Während des Zweiten Weltkriegs versteckten der Warschauer Zoodirektor Żabiński und seine Frau Flüchtende in ihrer Villa.

Wenn Antoninia Żabiński auf dem Klavier Offenbach spielte, löste das in der Direktorenvilla in Warschau Panik aus. Offenbach hiess: Die Nazis sind da. Im Keller, dort wo früher Tierfutter gelagert wurde, versteckten die Żabińskis Juden.

Olga Swonikowska, die Besuchern heute die Villa zeigt, steht im dunklen Keller. Sie zeigt auf ein kaum schulterbreites Loch in der Wand. «Bis zu 30 Menschen mussten einer nach dem anderen durch diesen zwölf Meter langen Tunnel in den Garten kriechen. Alte, Kinder, Kranke.» Immer im Wissen: Ein falsches Geräusch, und die Nazis bringen alle um.

Solange die Nazis da waren, versteckten sich die Flüchtenden in leeren Tierkäfigen. Die meisten Zootiere waren bereits im September 1939 beim ersten deutschen Bombardement von Warschau umgekommen.

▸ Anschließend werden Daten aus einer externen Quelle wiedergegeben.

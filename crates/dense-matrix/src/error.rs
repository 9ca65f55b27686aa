//! Error types for matrix operations.

use std::fmt;

use thiserror::Error;

/// Logical shape of a matrix, used in error reports.
#[derive(Debug, Clone, Copy, PartialEq, Eq)]
pub struct Shape {
    pub rows: usize,
    pub cols: usize,
}

impl Shape {
    pub const fn new(rows: usize, cols: usize) -> Self {
        Self { rows, cols }
    }
}

impl From<(usize, usize)> for Shape {
    fn from((rows, cols): (usize, usize)) -> Self {
        Self { rows, cols }
    }
}

impl fmt::Display for Shape {
    fn fmt(&self, f: &mut fmt::Formatter<'_>) -> fmt::Result {
        write!(f, "{}x{}", self.rows, self.cols)
    }
}

/// Errors reported by matrix operations.
///
/// None of these are fatal: the receiver of a failed operation is left
/// untouched and the caller decides what to do.
#[derive(Debug, Clone, PartialEq, Eq, Error)]
pub enum MatrixError {
    /// Element-wise operands (or an apply companion) differ in shape.
    #[error("{op}: shape mismatch, {left} vs {right}")]
    ShapeMismatch {
        op: &'static str,
        left: Shape,
        right: Shape,
    },

    /// Columns of A differ from rows of B in a matrix product.
    #[error("inner dimension mismatch: A is {left}, B is {right}")]
    InnerDimension { left: Shape, right: Shape },

    /// Element counts disagree (strict reshape, set or paired updates).
    #[error("element count mismatch: expected {expected}, found {found}")]
    ElementCount { expected: usize, found: usize },
}

/// Result type for matrix operations.
pub type Result<T> = std::result::Result<T, MatrixError>;

pub(crate) fn shape_mismatch(op: &'static str, left: Shape, right: Shape) -> MatrixError {
    tracing::debug!(op, %left, %right, "shape mismatch");
    MatrixError::ShapeMismatch { op, left, right }
}

#[cfg(test)]
mod tests {
    use super::*;

    #[test]
    fn test_shape_display() {
        assert_eq!(Shape::new(2, 3).to_string(), "2x3");
        assert_eq!(Shape::from((4, 1)), Shape::new(4, 1));
    }

    #[test]
    fn test_error_messages() {
        let err = MatrixError::ShapeMismatch {
            op: "plus",
            left: Shape::new(2, 3),
            right: Shape::new(3, 2),
        };
        assert_eq!(err.to_string(), "plus: shape mismatch, 2x3 vs 3x2");

        let err = MatrixError::InnerDimension {
            left: Shape::new(2, 3),
            right: Shape::new(2, 3),
        };
        assert!(err.to_string().contains("A is 2x3"));

        let err = MatrixError::ElementCount {
            expected: 6,
            found: 4,
        };
        assert_eq!(err.to_string(), "element count mismatch: expected 6, found 4");
    }
}
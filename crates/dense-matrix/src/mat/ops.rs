//! Operator implementations for matrix types.
//!
//! `*` is the matrix product and yields a [`Result`], since operand shapes
//! are only known at run time. Element-wise sums stay named methods
//! (`plus`, `minus`); `add` is already the in-place scalar shift.

use std::ops::{Mul, Neg};

use dense_types::DenseScalar;

use crate::error::Result;

use super::{Mat, MatRef};

// &MatRef * &MatRef, row-column product that accepts strided views
impl<'a, 'b, T: DenseScalar> Mul<&'b MatRef<'b, T>> for &'a MatRef<'a, T> {
    type Output = Result<Mat<T>>;

    fn mul(self, rhs: &'b MatRef<'b, T>) -> Result<Mat<T>> {
        self.times(rhs)
    }
}

// &Mat * &Mat, through the configured multiply kernel
impl<T: DenseScalar> Mul<&Mat<T>> for &Mat<T> {
    type Output = Result<Mat<T>>;

    fn mul(self, rhs: &Mat<T>) -> Result<Mat<T>> {
        self.matmul(rhs)
    }
}

impl<T: DenseScalar> Neg for &Mat<T> {
    type Output = Mat<T>;

    fn neg(self) -> Mat<T> {
        self.as_ref().map_new(|v| -v)
    }
}

impl<T: DenseScalar> Neg for Mat<T> {
    type Output = Mat<T>;

    fn neg(mut self) -> Mat<T> {
        self.as_mut().apply_in_place(|v| -v);
        self
    }
}

#[cfg(test)]
mod tests {
    use super::*;
    use crate::error::MatrixError;

    #[test]
    fn test_mat_mul_mat() {
        let a = Mat::from_row_major(&[1.0, 2.0, 3.0, 4.0], 2, 2);
        let b = Mat::from_row_major(&[0.0, 1.0, 1.0, 0.0], 2, 2);
        let c = (&a * &b).unwrap();
        assert_eq!(c, Mat::from_row_major(&[2.0, 1.0, 4.0, 3.0], 2, 2));
    }

    #[test]
    fn test_matref_mul_matref() {
        let big = Mat::from_fn(3, 3, |i, j| (i + j) as f64);
        let a = big.submatrix(0, 0, 2, 3);
        let b = big.submatrix(0, 1, 3, 1);
        let c = (&a * &b).unwrap();
        assert_eq!(c.as_slice(), &[8.0, 14.0]);
    }

    #[test]
    fn test_mul_dimension_mismatch() {
        let a = Mat::<f64>::zeros(2, 3);
        assert!(matches!(&a * &a, Err(MatrixError::InnerDimension { .. })));
        assert!((&a.as_ref() * &a.as_ref()).is_err());
    }

    #[test]
    fn test_neg() {
        let a = Mat::from_col_major(&[1.0, -2.0], 2, 1);
        let n = -&a;
        assert_eq!(n.as_slice(), &[-1.0, 2.0]);
        assert_eq!((-n).as_slice(), a.as_slice());
    }
}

300 Juden retteten die Żabińskis. Einige versteckten sie über Jahre, andere nur ein paar Tage, bis sie gefälschte Papiere hatten und weiter konnten. Möglich war das alles nur, weil der Zoo geschlossen war. Jan Żabiński hatte den Nazis angeboten, für sie auf dem Zoogelände Schweine zu züchten.

Das verschaffte ihm Zugang zum Warschauer Ghetto. Er sammelte dort Abfall als Futter für seine Schweine – und schmuggelte Juden heraus. Die Schweinefarm und ein Gemüsegarten halfen zudem, ein grosses Problem zu lösen: Wie beschafft eine dreiköpfige Familie in Kriegszeiten Essen für 30 Personen – ohne aufzufallen?

Jan Zabinski mit einem Affen
Legende: Jan Żabiński war ein angesehener Zoologe. WIKIMEDIA COMMONS

Żabiński hatte den Warschauer Zoo mitbegründet. Die Nazi-Besatzer ernannten ihn zum Chef über alle städtischen Parkanlagen. Was gab diesem Mann und seiner Frau den Mut, ihr Leben und das ihres Sohnes aufs Spiel zu setzen? «Er sagte, er habe diesen Leuten geholfen, weil sie Hilfe brauchten. Punkt», so Swonikowska.

1944 half Żabiński auch beim Warschauer Aufstand gegen die Nazi-Besatzer. Er baute Bomben und kam in deutsche Kriegsgefangenschaft. Żabiński überlebte. Baute nach dem Krieg den zerstörten Zoo wieder auf. Doch er überwarf sich mit den inzwischen regierenden Kommunisten. Er wurde gefeuert, durfte «seinen» Zoo nie mehr betreten.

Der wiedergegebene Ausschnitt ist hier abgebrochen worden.